Print all records exactly, leaving nothing out.

[Stored items]
○ ○ ○ ○ ○ ○ ○

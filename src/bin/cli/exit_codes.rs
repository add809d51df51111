//! Exit codes for the CLI tool.

use apkalign::Error;

/// Exit code constants
pub const SUCCESS: i32 = 0;
/// Archive is not aligned, or a verification check failed
pub const WARNING: i32 = 1;
/// Fatal error occurred
pub const FATAL_ERROR: i32 = 2;
/// Archive format error
pub const BAD_ARCHIVE: i32 = 3;
/// Archive exceeds 32-bit ZIP limits
pub const LIMIT_EXCEEDED: i32 = 4;
/// I/O error
pub const IO_ERROR: i32 = 5;
/// Ctrl+C (128 + SIGINT)
pub const USER_INTERRUPT: i32 = 130;
/// Invalid command line arguments
pub const BAD_ARGS: i32 = 255;

/// Exit code enum for structured handling
#[derive(Debug, Clone, Copy, PartialEq, Eq)]
pub enum ExitCode {
    Success,
    Warning,
    FatalError,
    BadArchive,
    LimitExceeded,
    IoError,
    BadArgs,
}

impl ExitCode {
    /// Returns the numeric exit code
    pub fn code(self) -> i32 {
        match self {
            Self::Success => SUCCESS,
            Self::Warning => WARNING,
            Self::FatalError => FATAL_ERROR,
            Self::BadArchive => BAD_ARCHIVE,
            Self::LimitExceeded => LIMIT_EXCEEDED,
            Self::IoError => IO_ERROR,
            Self::BadArgs => BAD_ARGS,
        }
    }
}

/// Converts an apkalign error to an exit code
pub fn error_to_exit_code(error: &Error) -> ExitCode {
    match error {
        Error::Io(_) => ExitCode::IoError,
        Error::EocdNotFound { .. }
        | Error::CorruptDirectory { .. }
        | Error::CorruptLocalHeader { .. } => ExitCode::BadArchive,
        Error::Zip64Unsupported { .. }
        | Error::OffsetOverflow { .. }
        | Error::ExtraFieldOverflow { .. } => ExitCode::LimitExceeded,
        Error::InvalidAlignment { .. }
        | Error::InvalidLibrarySuffix { .. }
        | Error::SamePath { .. }
        | Error::OutputExists { .. } => ExitCode::BadArgs,
        // Future error variants - required by #[non_exhaustive]
        _ => ExitCode::FatalError,
    }
}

○ ○ ○ ○ ○ ○ ○

## Response box
filename src/bin/cli/exit_codes.rs
repository add809d51df51111
//! Exit codes for the CLI tool.

use apkalign::Error;

/// Exit code constants
pub const SUCCESS: i32 = 0;
/// Archive is not aligned, or a verification check failed
pub const WARNING: i32 = 1;
/// Fatal error occurred
pub const FATAL_ERROR: i32 = 2;
/// Archive format error
pub const BAD_ARCHIVE: i32 = 3;
/// Archive exceeds 32-bit ZIP limits
pub const LIMIT_EXCEEDED: i32 = 4;
/// I/O error
pub const IO_ERROR: i32 = 5;
/// Ctrl+C (128 + SIGINT)
pub const USER_INTERRUPT: i32 = 130;
/// Invalid command line arguments
pub const BAD_ARGS: i32 = 255;

/// Exit code enum for structured handling
#[derive(Debug, Clone, Copy, PartialEq, Eq)]
pub enum ExitCode {
    Success,
    Warning,
    FatalError,
    BadArchive,
    LimitExceeded,
    IoError,
    BadArgs,
}

impl ExitCode {
    /// Returns the numeric exit code
    pub fn code(self) -> i32 {
        match self {
            Self::Success => SUCCESS,
            Self::Warning => WARNING,
            Self::FatalError => FATAL_ERROR,
            Self::BadArchive => BAD_ARCHIVE,
            Self::LimitExceeded => LIMIT_EXCEEDED,
            Self::IoError => IO_ERROR,
            Self::BadArgs => BAD_ARGS,
        }
    }
}

/// Converts an apkalign error to an exit code
pub fn error_to_exit_code(error: &Error) -> ExitCode {
    match error {
        Error::Io(_) => ExitCode::IoError,
        Error::EocdNotFound { .. }
        | Error::CorruptDirectory { .. }
        | Error::CorruptLocalHeader { .. } => ExitCode::BadArchive,
        Error::Zip64Unsupported { .. }
        | Error::OffsetOverflow { .. }
        | Error::ExtraFieldOverflow { .. } => ExitCode::LimitExceeded,
        Error::InvalidAlignment { .. }
        | Error::InvalidLibrarySuffix { .. }
        | Error::SamePath { .. }
        | Error::OutputExists { .. } => ExitCode::BadArgs,
        // Future error variants - required by #[non_exhaustive]
        _ => ExitCode::FatalError,
    }
}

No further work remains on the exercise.